- WHAT IS REQUIRED
Scan the data for "Option" and copy the lines it appears in.

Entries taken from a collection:
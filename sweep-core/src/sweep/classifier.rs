use std::time::Duration;

use tokio::time::sleep;
use tracing::{debug, info, warn};

use crate::browser::{DiagnosticLabel, DiagnosticReason, DiagnosticSink, Driver, PollSpec, Poller};
use crate::config::SweepConfig;

use super::model::{ItemKey, Verdict};

/// The launched item as the classifier sees it.
#[derive(Debug, Clone, Copy)]
pub struct ItemHandle<'a> {
    pub key: &'a ItemKey,
    pub name: &'a str,
}

impl<'a> ItemHandle<'a> {
    fn label(&self) -> DiagnosticLabel<'a> {
        DiagnosticLabel {
            provider: &self.key.provider,
            page: self.key.page,
            item: self.name,
        }
    }
}

#[derive(Debug, Clone, Copy, PartialEq, Eq)]
enum Signal {
    Loaded,
    FailureToast,
}

/// Waits for the loaded signal or the failure toast after a launch and
/// leaves the UI back on the catalog.
#[derive(Debug, Clone)]
pub struct OutcomeClassifier {
    close: String,
    toast: String,
    back: String,
    budget: PollSpec,
    success_dwell: Duration,
    failure_settle: Duration,
    close_timeout: Duration,
    back_timeout: Duration,
    diagnostics: DiagnosticSink,
}

impl OutcomeClassifier {
    pub fn new(config: &SweepConfig, diagnostics: DiagnosticSink) -> Self {
        let selectors = &config.selectors;
        let timing = &config.timing;
        Self {
            close: selectors.item_close.clone(),
            toast: selectors.failure_toast.clone(),
            back: selectors.back_button.clone(),
            budget: PollSpec::new(timing.poll_interval(), timing.outcome_polls),
            success_dwell: timing.success_dwell(),
            failure_settle: timing.failure_settle(),
            close_timeout: timing.close_timeout(),
            back_timeout: timing.back_timeout(),
            diagnostics,
        }
    }

    pub fn default_budget(&self) -> PollSpec {
        self.budget
    }

    pub async fn await_outcome(
        &self,
        driver: &mut dyn Driver,
        item: ItemHandle<'_>,
        budget: PollSpec,
    ) -> Verdict {
        match self.observe(driver, budget).await {
            Some(Signal::Loaded) => {
                info!(item = %item.key, name = item.name, "item loaded");
                self.dismiss(driver, item).await;
                Verdict::Success
            }
            Some(Signal::FailureToast) => {
                warn!(item = %item.key, name = item.name, "item reported failure");
                self.return_to_catalog(driver, item).await;
                Verdict::Failure
            }
            None => {
                warn!(
                    item = %item.key,
                    name = item.name,
                    polls = budget.probes,
                    waited = ?budget.budget(),
                    "no outcome signal before timeout"
                );
                self.diagnostics
                    .capture(driver, DiagnosticReason::Timeout, item.label())
                    .await;
                Verdict::TimedOut
            }
        }
    }

    async fn observe(&self, driver: &mut dyn Driver, budget: PollSpec) -> Option<Signal> {
        let mut poller = Poller::new(budget);
        while poller.next().await {
            match self.probe(driver).await {
                Ok(Some(signal)) => {
                    debug!(?signal, polls = poller.probes_issued(), "outcome signal observed");
                    return Some(signal);
                }
                Ok(None) => {}
                Err(err) => debug!(error = %err, "outcome probe failed"),
            }
        }
        None
    }

    async fn probe(
        &self,
        driver: &mut dyn Driver,
    ) -> crate::browser::BrowserResult<Option<Signal>> {
        if driver.is_visible(&self.toast).await? {
            return Ok(Some(Signal::FailureToast));
        }
        if driver.is_visible(&self.close).await? {
            return Ok(Some(Signal::Loaded));
        }
        Ok(None)
    }

    /// Best effort: the item did load, so a failed close is only logged.
    async fn dismiss(&self, driver: &mut dyn Driver, item: ItemHandle<'_>) {
        sleep(self.success_dwell).await;
        if let Err(err) = driver.wait_and_click(&self.close, self.close_timeout).await {
            warn!(item = %item.key, error = %err, "could not close item");
            self.diagnostics
                .capture(driver, DiagnosticReason::Success, item.label())
                .await;
        }
    }

    async fn return_to_catalog(&self, driver: &mut dyn Driver, item: ItemHandle<'_>) {
        sleep(self.failure_settle).await;
        if let Err(err) = driver.wait_and_click(&self.back, self.back_timeout).await {
            warn!(item = %item.key, error = %err, "back affordance missing, navigating back");
            self.diagnostics
                .capture(driver, DiagnosticReason::Fail, item.label())
                .await;
            if let Err(err) = driver.go_back().await {
                warn!(item = %item.key, error = %err, "navigate back failed");
            }
        }
    }
}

- WRITTEN REPLY
    async fn observe(&self, driver: &mut dyn Driver, budget: PollSpec) -> Option<Signal> {
    ) -> crate::browser::BrowserResult<Option<Signal>> {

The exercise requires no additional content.